◆ REQUIREMENT:
Copy all lines holding the word "RateLimitExceeded" from the entries.

** Opening RECORDS block **

use solana_client::client_error::{ClientError, ClientErrorKind};
use thiserror::Error;

/// Errors from ledger RPC endpoints and priority relays
#[derive(Debug, Clone, Error)]
pub enum RpcManagerError {
    /// Transport-level errors (network, connection)
    #[error("Transport error: {message} (endpoint: {endpoint})")]
    Transport { endpoint: String, message: String },

    /// Timeout errors
    #[error("Timeout after {timeout_ms}ms (endpoint: {endpoint})")]
    Timeout { endpoint: String, timeout_ms: u64 },

    /// RPC response errors (from the RPC server)
    #[error("RPC response error: {message} (endpoint: {endpoint}, code: {code:?})")]
    RpcResponse {
        endpoint: String,
        message: String,
        code: Option<i64>,
    },

    /// Rate limit exceeded
    #[error("Rate limit exceeded (endpoint: {endpoint})")]
    RateLimitExceeded { endpoint: String },

    #[error("Blockhash not found (endpoint: {endpoint})")]
    BlockhashNotFound { endpoint: String },

    #[error("Transaction expired (endpoint: {endpoint})")]
    TransactionExpired { endpoint: String },

    #[error("Account not found: {account} (endpoint: {endpoint})")]
    AccountNotFound { account: String, endpoint: String },

    #[error("Insufficient funds (endpoint: {endpoint}): {message}")]
    InsufficientFunds { endpoint: String, message: String },

    /// Response arrived but could not be understood
    #[error("Malformed response from {endpoint}: {message}")]
    MalformedResponse { endpoint: String, message: String },

    /// Configuration errors
    #[error("Configuration error: {0}")]
    Configuration(String),
}

impl RpcManagerError {
    /// Check if this error is retryable on another endpoint
    pub fn is_retryable(&self) -> bool {
        match self {
            RpcManagerError::Transport { .. } => true,
            RpcManagerError::Timeout { .. } => true,
            RpcManagerError::RateLimitExceeded { .. } => true,
            RpcManagerError::BlockhashNotFound { .. } => true,
            RpcManagerError::MalformedResponse { .. } => true,

            // Nodes disagree on these often enough that another endpoint
            // is worth a try
            RpcManagerError::RpcResponse { .. } => true,
            RpcManagerError::AccountNotFound { .. } => true,

            RpcManagerError::TransactionExpired { .. } => false,
            RpcManagerError::InsufficientFunds { .. } => false,
            RpcManagerError::Configuration(_) => false,
        }
    }

    /// Errors that stop a broadcast instead of moving to the next endpoint
    pub fn is_terminal(&self) -> bool {
        matches!(self, RpcManagerError::InsufficientFunds { .. })
    }

    /// Create from ClientError with context
    pub fn from_client_error(err: ClientError, endpoint: &str, timeout_ms: u64) -> Self {
        let message = err.to_string();
        match err.kind() {
            ClientErrorKind::Reqwest(e) if e.is_timeout() => RpcManagerError::Timeout {
                endpoint: endpoint.to_string(),
                timeout_ms,
            },
            ClientErrorKind::Reqwest(_) | ClientErrorKind::Io(_) => RpcManagerError::Transport {
                endpoint: endpoint.to_string(),
                message,
            },
            _ => Self::classify(&message, endpoint, None, timeout_ms),
        }
    }

    /// Classify an error message returned by a node or relay
    pub fn classify(message: &str, endpoint: &str, code: Option<i64>, timeout_ms: u64) -> Self {
        let lower = message.to_lowercase();
        let endpoint = endpoint.to_string();

        if lower.contains("insufficient funds")
            || lower.contains("insufficient lamports")
            || lower.contains("insufficientfundsforfee")
            || lower.contains("no record of a prior credit")
        {
            RpcManagerError::InsufficientFunds {
                endpoint,
                message: message.to_string(),
            }
        } else if lower.contains("blockhash not found") {
            RpcManagerError::BlockhashNotFound { endpoint }
        } else if lower.contains("transaction expired") || lower.contains("block height exceeded") {
            RpcManagerError::TransactionExpired { endpoint }
        } else if lower.contains("account not found") || lower.contains("could not find account") {
            RpcManagerError::AccountNotFound {
                account: "unknown".to_string(),
                endpoint,
            }
        } else if lower.contains("rate limit")
            || lower.contains("too many requests")
            || code == Some(429)
        {
            RpcManagerError::RateLimitExceeded { endpoint }
        } else if lower.contains("timeout") || lower.contains("timed out") {
            RpcManagerError::Timeout {
                endpoint,
                timeout_ms,
            }
        } else {
            // Extract error code if available
            let code = code.or_else(|| {
                lower
                    .split("code:")
                    .nth(1)
                    .and_then(|s| s.split_whitespace().next())
                    .and_then(|s| s.trim_end_matches(',').parse::<i64>().ok())
            });

            RpcManagerError::RpcResponse {
                endpoint,
                message: message.to_string(),
                code,
            }
        }
    }
}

** Closing RECORDS block **

◆ SOLUTION:
    RateLimitExceeded { endpoint: String },
            RpcManagerError::RateLimitExceeded { .. } => true,
            RpcManagerError::RateLimitExceeded { endpoint }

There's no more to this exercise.